With the line between TV and Internet quickly becoming blurred, the way we consume media will probably look almost entirely different sooner than many think. BYUtv, at least in the world of college athletics, appears to be ahead of the curve in this new movement.
Looking to check out Big 12 favorite Baylor take on BYU on Saturday, I reluctantly agreed to register for BYUtv.org, a brand new endeavor launched by the university in concert with freeing their football program from a conference affiliation.
Basically, the school is looking to develop a more national presence by slowly agreeing to deals with major cable carriers around the country. That's cool and all, but the real ROI for this initiative may lie in the website BYUtv.org.
From a marketing perspective, BYU can close the gap with fans and prospective students. To register for BYUtv.org, you must provide a valid email address to confirm your site registration. At this point, the school can communicate with you, whether it be info on any of their athletic or academic programs. Unfortunately for this situation, I am not Mormon and I am not actively seeking graduate school, but at the very least I will be kept abreast of pertinent news and information regarding their basketball team.
If Matt Carlino goes off in a West Coast Conference game, BYU can ping me. If Brandon Davies delivers a facial to a overwhelmed opponent, BYU can upload the video and ping me. I'm far more inclined to write about things that are gift-wrapped and sent to my inbox.
The interface of the media player streaming live BYU Cougar events is sleek, easy to use, and provides HD quality video that doesn't slow down your computer. Supplementing this video is an in-real-time social stream that allows registered users to comment and discuss what's being watched, and then of course publish those comments and conversations to their personal Facebook and/or Twitter pages. A simple idea that will soon become the norm with all our media intake, but I don't see anyone in college athletics but BYU doing such a thing.

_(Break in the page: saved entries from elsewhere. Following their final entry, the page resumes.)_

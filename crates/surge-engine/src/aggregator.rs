//! # Result Aggregation
//!
//! Folds [`OpResult`]s into one [`MetricsSet`] per step.
//!
//! ```text
//!   OpResult ──► StepAggregate::add ──► counters, exact sums, error histogram
//!                        │
//!                        └──► bottom-k reservoir (blake3 priority)
//!   finalize(elapsed) ──► MetricsSet (immutable)
//! ```
//!
//! Counters and moments are exact (`u128` sums). Quantiles come from a
//! bounded reservoir that keeps the `k` samples with the smallest blake3
//! priority. The priority is a hash of the result itself, so the kept set
//! depends only on the multiset of results, never on arrival order, and
//! merging worker-local aggregates in any order gives the same answer.

use serde::{Deserialize, Serialize};
use std::collections::BTreeMap;
use std::time::Duration;

use surge_core::{OpResult, StepIndex};

/// Quantiles reported for every step
pub const QUANTILES: [u8; 13] = [10, 20, 25, 30, 40, 50, 60, 70, 75, 80, 90, 95, 99];

/// Default number of latency samples kept per step
pub const DEFAULT_RESERVOIR: usize = 4096;

/// Mean time at which each phase completed, in milliseconds from operation start
#[derive(Clone, Debug, Default, PartialEq, Serialize, Deserialize)]
pub struct PhaseMeans {
    pub dns: f64,
    pub connect: f64,
    pub tls: f64,
    pub write: f64,
    pub first_byte: f64,
    pub read: f64,
}

/// Finalized statistics for one step; timings are in milliseconds
#[derive(Clone, Debug, Default, PartialEq, Serialize, Deserialize)]
pub struct MetricsSet {
    pub workflow: String,
    pub step: String,
    pub total: u64,
    pub succeeded: u64,
    pub failed: u64,
    /// Operations per second over the run
    pub rate: f64,
    pub mean: f64,
    pub median: f64,
    pub stddev: f64,
    pub variance: f64,
    pub min: f64,
    pub max: f64,
    pub quantiles: BTreeMap<u8, f64>,
    pub phases: PhaseMeans,
    pub bytes_sent: u64,
    pub bytes_received: u64,
    /// Failure key (`ErrTimeout: ...`, `HTTP 503`) to count
    pub errors: BTreeMap<String, u64>,
    /// User-contributed metrics, summed
    pub custom: BTreeMap<String, f64>,
    pub elapsed_secs: f64,
}

impl MetricsSet {
    pub fn quantile(&self, q: u8) -> f64 {
        self.quantiles.get(&q).copied().unwrap_or(0.0)
    }

    pub fn success_rate(&self) -> f64 {
        if self.total == 0 {
            return 0.0;
        }
        self.succeeded as f64 / self.total as f64 * 100.0
    }
}

#[derive(Clone, Copy, Debug, PartialEq, Eq, PartialOrd, Ord, Hash)]
struct Sample {
    priority: u64,
    latency_ns: u64,
}

fn priority(result: &OpResult) -> u64 {
    let mut hasher = blake3::Hasher::new();
    hasher.update(result.step_name.as_bytes());
    hasher.update(&result.vu.to_le_bytes());
    hasher.update(&result.worker.to_le_bytes());
    hasher.update(&result.iteration.to_le_bytes());
    hasher.update(&(result.start_offset.as_nanos() as u64).to_le_bytes());
    hasher.update(&(result.phases.total.as_nanos() as u64).to_le_bytes());
    hasher.update(&result.status.unwrap_or(0).to_le_bytes());
    let digest = hasher.finalize();
    let mut head = [0u8; 8];
    head.copy_from_slice(&digest.as_bytes()[..8]);
    u64::from_le_bytes(head)
}

/// Running aggregate for one step
#[derive(Clone, Debug)]
pub struct StepAggregate {
    step: String,
    capacity: usize,
    total: u64,
    succeeded: u64,
    failed: u64,
    bytes_sent: u64,
    bytes_received: u64,
    latency_sum: u128,
    latency_sq_sum: u128,
    phase_sums: [u128; 6],
    min_ns: u64,
    max_ns: u64,
    reservoir: BTreeMap<Sample, u32>,
    held: usize,
    errors: BTreeMap<String, u64>,
    custom: BTreeMap<String, f64>,
}

impl StepAggregate {
    pub fn new(step: impl Into<String>, capacity: usize) -> Self {
        Self {
            step: step.into(),
            capacity: capacity.max(1),
            total: 0,
            succeeded: 0,
            failed: 0,
            bytes_sent: 0,
            bytes_received: 0,
            latency_sum: 0,
            latency_sq_sum: 0,
            phase_sums: [0; 6],
            min_ns: u64::MAX,
            max_ns: 0,
            reservoir: BTreeMap::new(),
            held: 0,
            errors: BTreeMap::new(),
            custom: BTreeMap::new(),
        }
    }

    pub fn step(&self) -> &str {
        &self.step
    }

    pub fn total(&self) -> u64 {
        self.total
    }

    pub fn add(&mut self, result: &OpResult) {
        self.total += 1;
        match result.failure_key() {
            None => self.succeeded += 1,
            Some(key) => {
                self.failed += 1;
                *self.errors.entry(key).or_insert(0) += 1;
            }
        }
        self.bytes_sent += result.bytes_sent;
        self.bytes_received += result.bytes_received;

        let latency = result.phases.total.as_nanos() as u64;
        self.latency_sum += latency as u128;
        self.latency_sq_sum += (latency as u128) * (latency as u128);
        self.min_ns = self.min_ns.min(latency);
        self.max_ns = self.max_ns.max(latency);

        let p = &result.phases;
        for (sum, phase) in self
            .phase_sums
            .iter_mut()
            .zip([p.dns, p.connect, p.tls, p.write, p.first_byte, p.read])
        {
            *sum += phase.as_nanos();
        }

        self.offer(
            Sample {
                priority: priority(result),
                latency_ns: latency,
            },
            1,
        );
    }

    pub fn add_custom(&mut self, name: &str, value: f64) {
        *self.custom.entry(name.to_string()).or_insert(0.0) += value;
    }

    /// Keep the `capacity` smallest samples of the multiset seen so far
    fn offer(&mut self, sample: Sample, count: u32) {
        for _ in 0..count {
            if self.held < self.capacity {
                *self.reservoir.entry(sample).or_insert(0) += 1;
                self.held += 1;
                continue;
            }
            let largest = match self.reservoir.keys().next_back() {
                Some(largest) if sample < *largest => *largest,
                _ => return,
            };
            if let Some(n) = self.reservoir.get_mut(&largest) {
                *n -= 1;
                if *n == 0 {
                    self.reservoir.remove(&largest);
                }
            }
            *self.reservoir.entry(sample).or_insert(0) += 1;
        }
    }

    /// Fold another aggregate of the same step into this one
    pub fn merge(&mut self, other: &StepAggregate) {
        self.total += other.total;
        self.succeeded += other.succeeded;
        self.failed += other.failed;
        self.bytes_sent += other.bytes_sent;
        self.bytes_received += other.bytes_received;
        self.latency_sum += other.latency_sum;
        self.latency_sq_sum += other.latency_sq_sum;
        for (mine, theirs) in self.phase_sums.iter_mut().zip(other.phase_sums) {
            *mine += theirs;
        }
        self.min_ns = self.min_ns.min(other.min_ns);
        self.max_ns = self.max_ns.max(other.max_ns);
        for (sample, count) in &other.reservoir {
            self.offer(*sample, *count);
        }
        for (key, count) in &other.errors {
            *self.errors.entry(key.clone()).or_insert(0) += count;
        }
        for (name, value) in &other.custom {
            *self.custom.entry(name.clone()).or_insert(0.0) += value;
        }
    }

    pub fn finalize(&self, workflow: &str, elapsed: Duration) -> MetricsSet {
        let mut set = MetricsSet {
            workflow: workflow.to_string(),
            step: self.step.clone(),
            total: self.total,
            succeeded: self.succeeded,
            failed: self.failed,
            bytes_sent: self.bytes_sent,
            bytes_received: self.bytes_received,
            errors: self.errors.clone(),
            custom: self.custom.clone(),
            elapsed_secs: elapsed.as_secs_f64(),
            quantiles: QUANTILES.iter().map(|q| (*q, 0.0)).collect(),
            ..Default::default()
        };
        if self.total == 0 {
            return set;
        }

        let n = self.total as u128;
        let to_ms = |ns: f64| ns / 1e6;
        set.rate = if elapsed.is_zero() {
            0.0
        } else {
            self.total as f64 / elapsed.as_secs_f64()
        };
        set.mean = to_ms(self.latency_sum as f64 / n as f64);
        let variance_ns2 = n
            .checked_mul(self.latency_sq_sum)
            .and_then(|a| a.checked_sub(self.latency_sum.checked_mul(self.latency_sum)?))
            .map(|num| num as f64 / (n as f64 * n as f64))
            .unwrap_or_else(|| {
                let mean = self.latency_sum as f64 / n as f64;
                (self.latency_sq_sum as f64 / n as f64 - mean * mean).max(0.0)
            });
        set.variance = variance_ns2 / 1e12;
        set.stddev = set.variance.sqrt();
        set.min = to_ms(self.min_ns as f64);
        set.max = to_ms(self.max_ns as f64);

        let phase_means: Vec<f64> = self
            .phase_sums
            .iter()
            .map(|sum| to_ms(*sum as f64 / n as f64))
            .collect();
        set.phases = PhaseMeans {
            dns: phase_means[0],
            connect: phase_means[1],
            tls: phase_means[2],
            write: phase_means[3],
            first_byte: phase_means[4],
            read: phase_means[5],
        };

        let mut sorted: Vec<u64> = Vec::with_capacity(self.held);
        for (sample, count) in &self.reservoir {
            sorted.extend(std::iter::repeat(sample.latency_ns).take(*count as usize));
        }
        sorted.sort_unstable();
        for q in QUANTILES {
            set.quantiles
                .insert(q, to_ms(interpolate(&sorted, q as f64 / 100.0)));
        }
        set.median = set.quantile(50);
        set
    }
}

For non religious-affiliated schools competing with conference foes both on and off the court, this sort of methodology could pay serious dividends. Your fan base could grow and your number of high school applicants could increase in volume. Suddenly you're a more relevant institution in parts of the country far away from campus by nurturing along a list of emails that have "opted in" to what your website is offering.
Every school hosts an official website for their athletic teams, but nobody offers the current content and interaction of BYUtv. Many schools should take a note from the Mormon's playbook, there's an excellent opportunity to build brand awareness and engage fringe fans with an original-content rich, interactive website.